Consider another example from history, namely: the Soviet rivet debacle. During the 20th century, the Soviet Union was a powerhouse of industrial manufacturing. Several companies manufactured rivets for the military, but none were branded. Indeed, branding and advertising were forbidden across the Union and its satellite states. This was inspired from the orthodoxy of Marxist-Leninist thinking.
This went on for years, and the consequences weren't realized until some manufacturers decided to lower the quality of the rivets they made in order to cut down costs, and ramp up volume. The rivets came from various production lines, were shipped to huge distribution warehouses, and blended together into unmarked boxes. As you can probably guess by now: a few of their ships sank due to the compromised quality of some rivets, and the centralized system fueled a situation where manufacturers were effectively anonymous to military officials. Nobody could pin down where the bad rivets came from.
The solution? Companies were 'instructed' to put their names on the boxes, forced to have 'skin in the game.'
This is the essence of branding: that you keep the promises you make, that people and the societies they belong to have expectations of you, that you don't cut the product to 'win one over' on this or that person. To put it simply: a brand signifies the presence of quality, the relationship of the company to consumers, and the shared vision that guides the exchange.
So what makes branding 'good'?
I think good branding is something that people feel, not something that's ultimately derived from the usefulness of the products themselves or what they sell for. It's the expectation, an obsession with the feelings and dreams of consumers, the reflections of something else: a lifestyle, a worldview, a conviction, or a hidden meaning. In the detail of the nuts and bolts, branding has more to do with the identity of customers than it does the 'brand guidelines' set by your marketing department. As Baudrillard would put it, these are vessels of 'sign value,' not the dynamics of use or exchange-value.
So what does that mean? Well, here's an example: The Dyson company sells a $650 plug-in fan that actually performs worse than the $50 fan sold by competitors. Is this good branding? I'd say no. My reasoning is as follows: Dyson will have more to explain to its customers at the end of the day when the 'marketing wank' hits the brick wall in the real world. Why? Because they spent millions creating something that exudes luxury, they told people a story about their company's engineering prowess, and sold an expectation that did not materialize in consumer households. Simply put, they'll have to fix the dent to their reputation as people stop investing in the sign-value of their brand, that's the same place that reduces the Dyson Air Multiplier to an overpriced fan. The magic wanes.

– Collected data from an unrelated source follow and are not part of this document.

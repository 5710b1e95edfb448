/*
 * Copyright Amazon.com, Inc. or its affiliates. All Rights Reserved.
 * SPDX-License-Identifier: Apache-2.0
 */

use std::sync::Arc;
use std::time::Duration;

use tokio::sync::Mutex;
use tokio::time::Instant;
use tokio_util::sync::CancellationToken;

use crate::error::{self, Error};
use crate::metrics::Throughput;

/// Burst window: a full bucket holds this much time worth of bytes
const BURST_WINDOW: Duration = Duration::from_secs(1);

/// Rate limiter bounding the aggregate throughput of every transfer that shares it
///
/// The pacer is a token bucket measured in bytes. Waiters are served in the order they
/// arrived (the bucket sits behind a fair [`tokio::sync::Mutex`]). A request larger than the
/// burst is admitted once the bucket is full and leaves it in debt, so the long-run rate holds.
///
/// Pacer is internally reference-counted and can be freely cloned. Clones share one bucket.
#[derive(Debug, Clone)]
pub struct Pacer {
    bucket: Option<Arc<Bucket>>,
}

#[derive(Debug)]
struct Bucket {
    bytes_per_sec: f64,
    capacity: f64,
    state: Mutex<BucketState>,
}

#[derive(Debug)]
struct BucketState {
    tokens: f64,
    last_refill: Instant,
}

impl BucketState {
    fn refill(&mut self, bytes_per_sec: f64, capacity: f64) {
        let now = Instant::now();
        let elapsed = now.saturating_duration_since(self.last_refill);
        self.tokens = (self.tokens + elapsed.as_secs_f64() * bytes_per_sec).min(capacity);
        self.last_refill = now;
    }
}

impl Pacer {
    /// Create a pacer limiting throughput to `rate`. A zero rate means unlimited.
    pub fn new(rate: Throughput) -> Self {
        let bytes_per_sec = rate.as_bytes_per_sec();
        if !bytes_per_sec.is_finite() || bytes_per_sec <= 0.0 {
            return Self::unlimited();
        }
        let capacity = (bytes_per_sec * BURST_WINDOW.as_secs_f64()).max(1.0);
        Self {
            bucket: Some(Arc::new(Bucket {
                bytes_per_sec,
                capacity,
                state: Mutex::new(BucketState {
                    tokens: capacity,
                    last_refill: Instant::now(),
                }),
            })),
        }
    }

    /// A pacer that never waits
    pub fn unlimited() -> Self {
        Self { bucket: None }
    }

    /// Returns true if this pacer never waits
    pub fn is_unlimited(&self) -> bool {
        self.bucket.is_none()
    }

    /// The configured rate, if any
    pub fn rate(&self) -> Option<Throughput> {
        self.bucket
            .as_ref()
            .map(|b| Throughput::new_bytes_per_sec(b.bytes_per_sec as u64))
    }

    /// Wait until `bytes` may be transferred.
    ///
    /// Returns an [`OperationCancelled`](crate::error::ErrorKind::OperationCancelled) error if
    /// `cancel` fires before the bytes are admitted. Nothing is charged in that case.
    pub async fn acquire(&self, bytes: u64, cancel: &CancellationToken) -> Result<(), Error> {
        if cancel.is_cancelled() {
            return Err(error::operation_cancelled());
        }
        let bucket = match &self.bucket {
            Some(bucket) => bucket,
            None => return Ok(()),
        };

        let mut state = tokio::select! {
            guard = bucket.state.lock() => guard,
            _ = cancel.cancelled() => return Err(error::operation_cancelled()),
        };

        let requested = bytes as f64;
        let needed = requested.min(bucket.capacity);
        loop {
            state.refill(bucket.bytes_per_sec, bucket.capacity);
            if state.tokens >= needed - f64::EPSILON {
                state.tokens -= requested;
                return Ok(());
            }

            let deficit = needed - state.tokens;
            let wait = Duration::from_secs_f64(deficit / bucket.bytes_per_sec);
            tracing::trace!(bytes, wait_ms = wait.as_millis() as u64, "pacer waiting");
            tokio::select! {
                _ = tokio::time::sleep(wait) => {},
                _ = cancel.cancelled() => return Err(error::operation_cancelled()),
            }
        }
    }
}

impl Default for Pacer {
    fn default() -> Self {
        Self::unlimited()
    }
}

Similarly, there's something unusual about sign-value and its exchange. To frame this differently, American car companies designed and manufactured passenger automobiles with flared fenders during the 1950s that ultimately diminished their aerodynamics, posed no real utility, and marked-up their manufacturing costs. Why? Because this fulfilled a symbolic need for consumers, the decision was not made to satisfy engineers or nerds. So long as the cars were reliable, people thanked them for the aesthetic. That much is still true today.
The Doorman: Sign or Utility?
My final thoughts on this are best phrased as a question, similar to the example of the Nike hotel: what are the obvious and subtle advantages of an upscale hotel to employ a Doorman near the lobby? Surely, the hotel can manage the cost of investing in motion-activated luxury doors without flinching. To the accountant or business analyst, the $45,000 salary of a Doorman is a fixed expense that's worth cutting from a company's operating budget. It's a logical solution that serves to solve a logical problem, but what are the downsides to this? Perhaps, what's not seen by accountants and business people is the 'hidden value' of the Doorman.
The Doorman is not a utility, but a sign. The benefits of having him are not measurable, they don't fit into any price modeling or business strategy in a simple-to-understand way. The Doorman can serve the vision and value of a brand, but only if his role is understood as a sign, not just as utility.